Left: Carrigan, first ascent Dynamic, 25/ Greg Child Right: Child, second free ascent Procol Harum, 26 / Carrigan

Dyslexia, though to some only a toy climb, will certainly amuse the children for hours on end. It amused us for a day. In only eight metres it overhangs two, making for quite a problematical little overhang. A bone-crunching finger-lock leads to severe barn-door laybacking – somewhat testing in fact.

Castle Crag is a rather large boulder with correspondingly large boulder problems. Once the aid climbing area of Arapiles, it now has more hard routes per square foot than any other area at Arapiles. Most of the hard climbs on this crag are ‘merely’ problems; a convenient categorisation used often by certain cynics to belittle them as actual climbs, with two rather notable exceptions.

The first, Procol Harum, would probably have been quite a pleasant doddle had it not been subjected to a 90° rotation which rather radically altered the required techniques. A long sequence of liebacks, underclings, foot-locks and face holds enable the roof to be turned after about 12m. The other is The Undertaker. This sustained, overhung thin crack problem was eventually forced free after two days of work by Mike Law and Greg Child (among others). The many fixed pins are quite useful (for runners of course!), even if they do move a bit.

Of the other climbs, Dynamic and Elusive Butterfly, are the most problematical. Short, but well protected, they are at times hideous in the extreme. On Dynamic crux protection was pre-fixed from rappel and still remains fixed.

Not bad for such a tiny piece of rock. Rather amazingly to some, the potential remains for at least another six routes of barely conceivable difficulty. Staggering perhaps – not really. The potential for difficulty is infinite, merely the increment of increase becomes smaller with respect to time. Hard climbing is a function of prevailing social conditions.

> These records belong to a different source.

//! The canonical mapping document produced for one provider.

pub mod export;
pub mod xlsx;

use std::ops::AddAssign;

use serde::{Deserialize, Serialize};
use serde_json::{Map, Value};

use crate::catalog::provider_display_name;
use crate::error::AgentError;
use crate::intake::FrameworkInfo;

pub use export::{Exporter, WorkbookExporter};

#[derive(Debug, Clone, PartialEq, Eq, Serialize, Deserialize)]
#[serde(rename_all = "PascalCase")]
pub struct Attribute {
    pub item_id: String,
    pub section: String,
    #[serde(default, skip_serializing_if = "Option::is_none")]
    pub sub_section: Option<String>,
    #[serde(default, skip_serializing_if = "Option::is_none")]
    pub sub_group: Option<String>,
    #[serde(default, skip_serializing_if = "Option::is_none")]
    pub service: Option<String>,
}

#[derive(Debug, Clone, PartialEq, Eq, Serialize, Deserialize)]
#[serde(rename_all = "PascalCase")]
pub struct Requirement {
    pub id: String,
    pub name: String,
    #[serde(default, skip_serializing_if = "Option::is_none")]
    pub description: Option<String>,
    pub attributes: Vec<Attribute>,
    pub checks: Vec<String>,
}

#[derive(Debug, Clone, PartialEq, Eq, Serialize, Deserialize)]
#[serde(rename_all = "PascalCase")]
pub struct MappingOutput {
    pub framework: String,
    pub name: String,
    #[serde(default, skip_serializing_if = "Option::is_none")]
    pub version: Option<String>,
    pub provider: String,
    #[serde(default, skip_serializing_if = "Option::is_none")]
    pub description: Option<String>,
    pub requirements: Vec<Requirement>,
}

/// Counters describing one mapping, or the sum over a batch.
#[derive(Debug, Clone, Copy, Default, PartialEq, Eq, Serialize, Deserialize)]
pub struct MappingSummary {
    pub total_controls: usize,
    pub controls_with_checks: usize,
    pub total_check_mappings: usize,
    pub unmapped_controls: usize,
}

impl AddAssign for MappingSummary {
    fn add_assign(&mut self, other: Self) {
        self.total_controls += other.total_controls;
        self.controls_with_checks += other.controls_with_checks;
        self.total_check_mappings += other.total_check_mappings;
        self.unmapped_controls += other.unmapped_controls;
    }
}

impl MappingOutput {
    /// Normalizes the raw agent object and checks it against the schema.
    ///
    /// The provider display name and the configured full name and
    /// description always win over what the agent wrote. SubGroup keys are
    /// dropped everywhere when subgroups are disabled.
    pub fn from_agent_object(
        mut raw: Map<String, Value>,
        provider: &str,
        framework: &FrameworkInfo,
        enable_subgroup: bool,
    ) -> Result<Self, AgentError> {
        raw.insert(
            "Provider".to_string(),
            Value::String(provider_display_name(provider)),
        );
        if let Some(full_name) = &framework.full_name {
            raw.insert("Name".to_string(), Value::String(full_name.clone()));
        }
        if let Some(description) = &framework.description {
            raw.insert("Description".to_string(), Value::String(description.clone()));
        }

        if !enable_subgroup {
            strip_subgroups(&mut raw);
        }

        serde_json::from_value(Value::Object(raw)).map_err(|e| {
            AgentError::Output(format!("output does not match the mapping schema: {}", e))
        })
    }

    pub fn summary(&self) -> MappingSummary {
        let total_controls = self.requirements.len();
        let controls_with_checks = self
            .requirements
            .iter()
            .filter(|r| !r.checks.is_empty())
            .count();
        let total_check_mappings = self.requirements.iter().map(|r| r.checks.len()).sum();

        MappingSummary {
            total_controls,
            controls_with_checks,
            total_check_mappings,
            unmapped_controls: total_controls - controls_with_checks,
        }
    }
}

fn strip_subgroups(raw: &mut Map<String, Value>) {
    let Some(Value::Array(requirements)) = raw.get_mut("Requirements") else {
        return;
    };

    for requirement in requirements.iter_mut().filter_map(Value::as_object_mut) {
        requirement.remove("SubGroup");
        if let Some(Value::Array(attributes)) = requirement.get_mut("Attributes") {
            for attribute in attributes.iter_mut().filter_map(Value::as_object_mut) {
                attribute.remove("SubGroup");
            }
        }
    }
}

Left: Kim Carrigan, first ascent, Anxiety Neurosis, 26 / Barry Young Centre: Carrigan, first free ascent, Denim, 27/ Simon Kenny Right: Carrigan, first free ascent, Tres Hard, 25 / Rod Young

Trojan, yet another of the really great Arapiles routes is on the steep back wall of that ancient sea stack, the Pharos. For a long time it was an aid route; it is easy to see why. For almost 25m this climb remains constantly overhung at about an average angle of 20°. To complete the route, the second pitch goes at the relatively modest grade of 21.

High on Skyline Walls, lies the nasty problem Trés Hard, which overhangs some four metres in 15. Classic, subversive style being the order of the day, a fixed pin was placed with the aid of a five-metre branch. A series of hideous slopes, liebacks and pinches eventually lead to easier climbing.

Kitten Wall, too, has its resident nastie. One of the most recent of the hard routes, it is also the most insignificant, being most definitely a boulder problem, although unfortunately removed from the ground by about 20m. The grade it carries, 26, is not a good indication of its difficulty: far better to see it as a problem at BI+ or B2, the crux being a long dynamic from mean slopes on an overhung wall to a small hold above a roof. What fun!

Nearer camp lies the D Minor pinnacle on the back of which yet another rather unlikely coup was made as this article was being submitted to the printer. Philospher, though not steep for an aid climb, is certainly steep for a free one. There is little for more than fingertips, and it is a very thin sequence indeed that leads to the final dyno into Cadenza. The finishing pitch, of Cadenza Direct, remains to be freed.

Being a rather vague account of all routes of grade 25 and above at Mt Arapiles, up until May 1979.